Hallmark paid a $20,000 royalty to use the foundation logo on a series of 16 greeting cards distributed in Australia this year by its subsidiary Hallmark Cards Australia Ltd., Hallmark spokeswoman Rachel Bolton said. The cards are to begin appearing in November in about 300 stores.

One of the biggest problems the koala faces today is venereal disease.

“An estimated 40% of our koalas are affected by chlamydia, a sexually transmitted disease that has reached epidemic proportions,” Tabart said. “Initial research has found that chlamydia is responsible for blindness, female infertility, pneumonia and bladder infections in our koalas.”
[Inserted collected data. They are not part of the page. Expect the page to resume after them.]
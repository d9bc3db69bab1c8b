/*!
Symmetric encryption with AES-CBC.

Text is converted to bytes, encrypted with PKCS#7 padding under the key and
IV, and returned as lowercase hex. The same IV has to be supplied for
decryption. CBC has no integrity check, so decrypting with the wrong IV
(or, with bad luck, the wrong key) yields garbage text instead of an error.
*/

use aes::{Aes128, Aes192, Aes256};
use cbc::cipher::{BlockDecryptMut, BlockEncryptMut, KeyIvInit, block_padding::Pkcs7};
use rand::{CryptoRng, RngCore};
use zeroize::Zeroizing;

use crate::core::{
    constants::sizes,
    crypto::{
        config::{CryptoConfig, SymmetricConfig},
        keys::{AlgorithmFamily, CryptoKey, InitializationVector, KeyId, KeyMaterial, KeyRole},
    },
    encoding::{TextCodec, bytes_to_hex_string, hex_string_to_bytes},
    error::{CryptoError, Error, Result},
};
use crate::crypto_err;

/// Secret key together with the IV bound to it
#[derive(Debug, Clone)]
pub struct SymmetricKeys {
    /// Secret key
    pub key: CryptoKey,
    /// IV reused for every operation with `key`
    pub iv: InitializationVector,
}

/// AES-CBC adapter
#[derive(Debug, Clone)]
pub struct SymmetricCipher {
    config: SymmetricConfig,
    codec: TextCodec,
}

impl Default for SymmetricCipher {
    fn default() -> Self {
        Self {
            config: SymmetricConfig::default(),
            codec: TextCodec::default(),
        }
    }
}

// ThreadRng is a ChaCha-based CSPRNG seeded from the operating system
fn secure_rng() -> impl CryptoRng + RngCore {
    rand::rng()
}

impl SymmetricCipher {
    /// Create a cipher with the default parameters
    pub fn new() -> Self {
        Self::default()
    }

    /// Create a cipher with specific parameters
    pub fn with_config(config: SymmetricConfig, codec: TextCodec) -> Result<Self> {
        config.validate()?;
        Ok(Self { config, codec })
    }

    /// Create a cipher from the playground configuration
    pub fn from_config(config: &CryptoConfig) -> Result<Self> {
        Self::with_config(config.symmetric, config.text_codec)
    }

    /// Algorithm name
    pub fn algorithm(&self) -> &'static str {
        "AES-CBC"
    }

    /// Key length in bits
    pub fn key_bits(&self) -> usize {
        self.config.key_bits
    }

    /// Generate a random 16-byte IV
    pub fn generate_iv(&self) -> InitializationVector {
        let mut iv = [0u8; sizes::aes::IV_SIZE];
        secure_rng().fill_bytes(&mut iv);
        InitializationVector::new(iv)
    }

    /// Generate a random secret key
    pub fn generate_key(&self) -> Result<CryptoKey> {
        let mut bytes = vec![0u8; self.config.key_bits / 8];
        secure_rng().fill_bytes(&mut bytes);
        log::debug!("generated {}-bit {} key", self.config.key_bits, self.algorithm());
        Ok(CryptoKey::new(KeyId::next(), KeyMaterial::Aes(Zeroizing::new(bytes))))
    }

    /// Generate a secret key and its IV
    pub fn generate_keys(&self) -> Result<SymmetricKeys> {
        Ok(SymmetricKeys {
            key: self.generate_key()?,
            iv: self.generate_iv(),
        })
    }

    /// Encrypt text, returning hex ciphertext
    pub fn encrypt(&self, key: &CryptoKey, iv: &InitializationVector, text: &str) -> Result<String> {
        let secret = aes_key(key)?;
        let ciphertext = encrypt_bytes(secret, iv, &self.codec.encode(text))?;
        bytes_to_hex_string(&ciphertext).ok_or(Error::Crypto(CryptoError::EncryptionFailed))
    }

    /// Decrypt hex ciphertext back to text
    pub fn decrypt(&self, key: &CryptoKey, iv: &InitializationVector, hex_text: &str) -> Result<String> {
        let secret = aes_key(key)?;
        let ciphertext = hex_string_to_bytes(hex_text)?;
        let plaintext = decrypt_bytes(secret, iv, &ciphertext)?;
        self.codec.decode(&plaintext)
    }
}

fn aes_key(key: &CryptoKey) -> Result<&[u8]> {
    match key.material_for(AlgorithmFamily::Symmetric, KeyRole::Secret)? {
        KeyMaterial::Aes(bytes) => Ok(bytes.as_slice()),
        _ => Err(Error::Internal("symmetric key without AES material".into())),
    }
}

fn encrypt_bytes(key: &[u8], iv: &InitializationVector, data: &[u8]) -> Result<Vec<u8>> {
    let iv = iv.as_bytes().as_slice();
    let bad_length = |_| Error::Crypto(CryptoError::EncryptionFailed);
    let ciphertext = match key.len() {
        16 => cbc::Encryptor::<Aes128>::new_from_slices(key, iv)
            .map_err(bad_length)?
            .encrypt_padded_vec_mut::<Pkcs7>(data),
        24 => cbc::Encryptor::<Aes192>::new_from_slices(key, iv)
            .map_err(bad_length)?
            .encrypt_padded_vec_mut::<Pkcs7>(data),
        32 => cbc::Encryptor::<Aes256>::new_from_slices(key, iv)
            .map_err(bad_length)?
            .encrypt_padded_vec_mut::<Pkcs7>(data),
        _ => return crypto_err!(CryptoError::EncryptionFailed),
    };
    Ok(ciphertext)
}

fn decrypt_bytes(key: &[u8], iv: &InitializationVector, data: &[u8]) -> Result<Vec<u8>> {
    if data.is_empty() || data.len() % sizes::aes::BLOCK_SIZE != 0 {
        return Err(Error::Decryption(CryptoError::DecryptionFailed));
    }

    let iv = iv.as_bytes().as_slice();
    let bad_length = |_| Error::Decryption(CryptoError::DecryptionFailed);
    let bad_padding = |_| Error::Decryption(CryptoError::InvalidPadding);
    match key.len() {
        16 => cbc::Decryptor::<Aes128>::new_from_slices(key, iv)
            .map_err(bad_length)?
            .decrypt_padded_vec_mut::<Pkcs7>(data)
            .map_err(bad_padding),
        24 => cbc::Decryptor::<Aes192>::new_from_slices(key, iv)
            .map_err(bad_length)?
            .decrypt_padded_vec_mut::<Pkcs7>(data)
            .map_err(bad_padding),
        32 => cbc::Decryptor::<Aes256>::new_from_slices(key, iv)
            .map_err(bad_length)?
            .decrypt_padded_vec_mut::<Pkcs7>(data)
            .map_err(bad_padding),
        _ => Err(Error::Decryption(CryptoError::DecryptionFailed)),
    }
}
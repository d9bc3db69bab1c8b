/*!
Symmetric encryption playground.

Two secret keys, each bound to its own IV. Dropping a key on plain text
encrypts it with that key; the ciphertext can only be decrypted by dropping
the same key again. Text is percent-encoded before encryption so that any
Unicode input survives the single-byte conversion.
*/

use crate::core::{
    constants::defaults,
    crypto::{
        config::CryptoConfig,
        keys::KeyRole,
        symmetric::{SymmetricCipher, SymmetricKeys},
    },
    encoding::{decode_uri_component, encode_uri_component},
    error::{CryptoError, Error, Result},
    session::{
        slots::{self, PlaygroundKey, Slot},
        state::LockState,
    },
};

/// State of the symmetric encryption demo
#[derive(Debug, Clone)]
pub struct SymmetricSession {
    cipher: SymmetricCipher,
    slots: Vec<Slot<SymmetricKeys>>,
    text: String,
    state: LockState,
}

impl SymmetricSession {
    /// Create a session with the default configuration
    pub fn new() -> Result<Self> {
        Self::with_config(&CryptoConfig::default())
    }

    /// Create a session and generate its keys
    pub fn with_config(config: &CryptoConfig) -> Result<Self> {
        let cipher = SymmetricCipher::from_config(config)?;
        let slots = generate_slots(&cipher)?;
        Ok(Self {
            cipher,
            slots,
            text: defaults::TEXT.to_string(),
            state: LockState::Unlocked,
        })
    }

    /// Replace every key with a fresh one and reset the text
    pub fn regenerate(&mut self) -> Result<()> {
        self.slots = generate_slots(&self.cipher)?;
        self.text = defaults::TEXT.to_string();
        self.state = LockState::Unlocked;
        Ok(())
    }

    /// Key slots
    pub fn keys(&self) -> impl Iterator<Item = &PlaygroundKey> {
        self.slots.iter().map(|slot| &slot.key)
    }

    /// Current text, plain or hex ciphertext
    pub fn text(&self) -> &str {
        &self.text
    }

    /// Edit the text
    pub fn set_text(&mut self, text: impl Into<String>) {
        self.text = text.into();
    }

    /// Lock state
    pub fn state(&self) -> &LockState {
        &self.state
    }

    /// Slot that encrypted the current text
    pub fn encrypted_with(&self) -> Option<&PlaygroundKey> {
        let id = self.state.key_id()?;
        self.keys().find(|key| key.id == id)
    }

    /// Apply a key to the text: encrypt when unlocked, decrypt when locked.
    ///
    /// Returns the new text. On failure nothing changes.
    pub fn apply_key(&mut self, id: &str) -> Result<&str> {
        let slot = slots::find(&self.slots, id)?;
        let keys = &slot.data;

        match self.state.key_id().map(str::to_owned) {
            None => {
                let encrypted = self
                    .cipher
                    .encrypt(&keys.key, &keys.iv, &encode_uri_component(&self.text))?;
                log::debug!("symmetric text locked with {}", id);
                self.state = LockState::Locked { key_id: id.to_string() };
                self.text = encrypted;
            }
            Some(key_id) if key_id != id => {
                log::warn!("symmetric text locked with {}, {} rejected", key_id, id);
                return Err(Error::WrongKey(
                    "text can only be decrypted with the key that encrypted it".into(),
                ));
            }
            Some(_) => {
                let decrypted = self.cipher.decrypt(&keys.key, &keys.iv, &self.text)?;
                let plain = decode_uri_component(&decrypted)
                    .map_err(|_| Error::Decryption(CryptoError::InvalidText))?;
                log::debug!("symmetric text unlocked with {}", id);
                self.state = LockState::Unlocked;
                self.text = plain;
            }
        }

        Ok(&self.text)
    }
}

fn generate_slots(cipher: &SymmetricCipher) -> Result<Vec<Slot<SymmetricKeys>>> {
    let colors = ["red", "blue"];
    let keys = slots::generate_n(defaults::SYMMETRIC_KEYS, || cipher.generate_keys())?;
    Ok(keys
        .into_iter()
        .enumerate()
        .map(|(index, data)| Slot {
            key: PlaygroundKey {
                id: format!("key{}", index + 1),
                name: format!("Key {}", index + 1),
                color: colors[index % colors.len()],
                role: KeyRole::Secret,
                partner: None,
            },
            data,
        })
        .collect())
}

#[cfg(test)]
mod tests {
    use super::*;

    #[test]
    fn test_new_session() {
        let session = SymmetricSession::new().unwrap();
        let ids: Vec<&str> = session.keys().map(|key| key.id.as_str()).collect();
        assert_eq!(ids, ["key1", "key2"]);
        assert_eq!(session.text(), "Ваш секретный текст");
        assert!(!session.state().is_locked());
    }

    #[test]
    fn test_encrypt_then_decrypt() {
        let mut session = SymmetricSession::new().unwrap();

        let encrypted = session.apply_key("key1").unwrap().to_string();
        assert_ne!(encrypted, "Ваш секретный текст");
        assert_eq!(session.state().key_id(), Some("key1"));
        assert_eq!(session.encrypted_with().unwrap().name, "Key 1");

        let decrypted = session.apply_key("key1").unwrap();
        assert_eq!(decrypted, "Ваш секретный текст");
        assert!(!session.state().is_locked());
    }

    #[test]
    fn test_wrong_key_leaves_state() {
        let mut session = SymmetricSession::new().unwrap();
        let encrypted = session.apply_key("key2").unwrap().to_string();

        assert!(matches!(session.apply_key("key1"), Err(Error::WrongKey(_))));
        assert_eq!(session.text(), encrypted);
        assert_eq!(session.state().key_id(), Some("key2"));
    }

    #[test]
    fn test_unknown_key() {
        let mut session = SymmetricSession::new().unwrap();
        assert_eq!(session.apply_key("key3"), Err(Error::UnknownKey("key3".into())));
        assert_eq!(session.text(), "Ваш секретный текст");
    }

    #[test]
    fn test_edited_ciphertext_fails_without_unlocking() {
        let mut session = SymmetricSession::new().unwrap();
        session.apply_key("key1").unwrap();

        session.set_text("not hex");
        assert!(matches!(session.apply_key("key1"), Err(Error::Format(_))));
        assert!(session.state().is_locked());
        assert_eq!(session.text(), "not hex");
    }

    #[test]
    fn test_regenerate_resets() {
        let mut session = SymmetricSession::new().unwrap();
        session.apply_key("key1").unwrap();

        session.regenerate().unwrap();
        assert!(!session.state().is_locked());
        assert_eq!(session.text(), "Ваш секретный текст");
    }
}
The koalas eat only leaves from certain types of eucalyptus trees and live only in the branches of those trees, which are found primarily in areas of Eastern Australia heavily populated by humans, Tabart said. Koalas are suffering from malnutrition in areas where large numbers of eucalyptus trees have been cut down to make way for human expansion.

The koala is a marsupial; its scientific name, Phascolarctos cinereus, means “pouched bear.” It is a nocturnal animal, spending most of the daylight hours sleeping or dozing in eucalyptus trees.

In Australia this year, the foundation launched the Joint Regional Koala Habitat Project, in which the city governments of Brisbane, Logan and Redlands, the Department of Lands, Department of Environment and Heritage, and the Australian Koala Foundation are cooperating to help protect valuable koala habitat in an area encompassing about 39 square miles.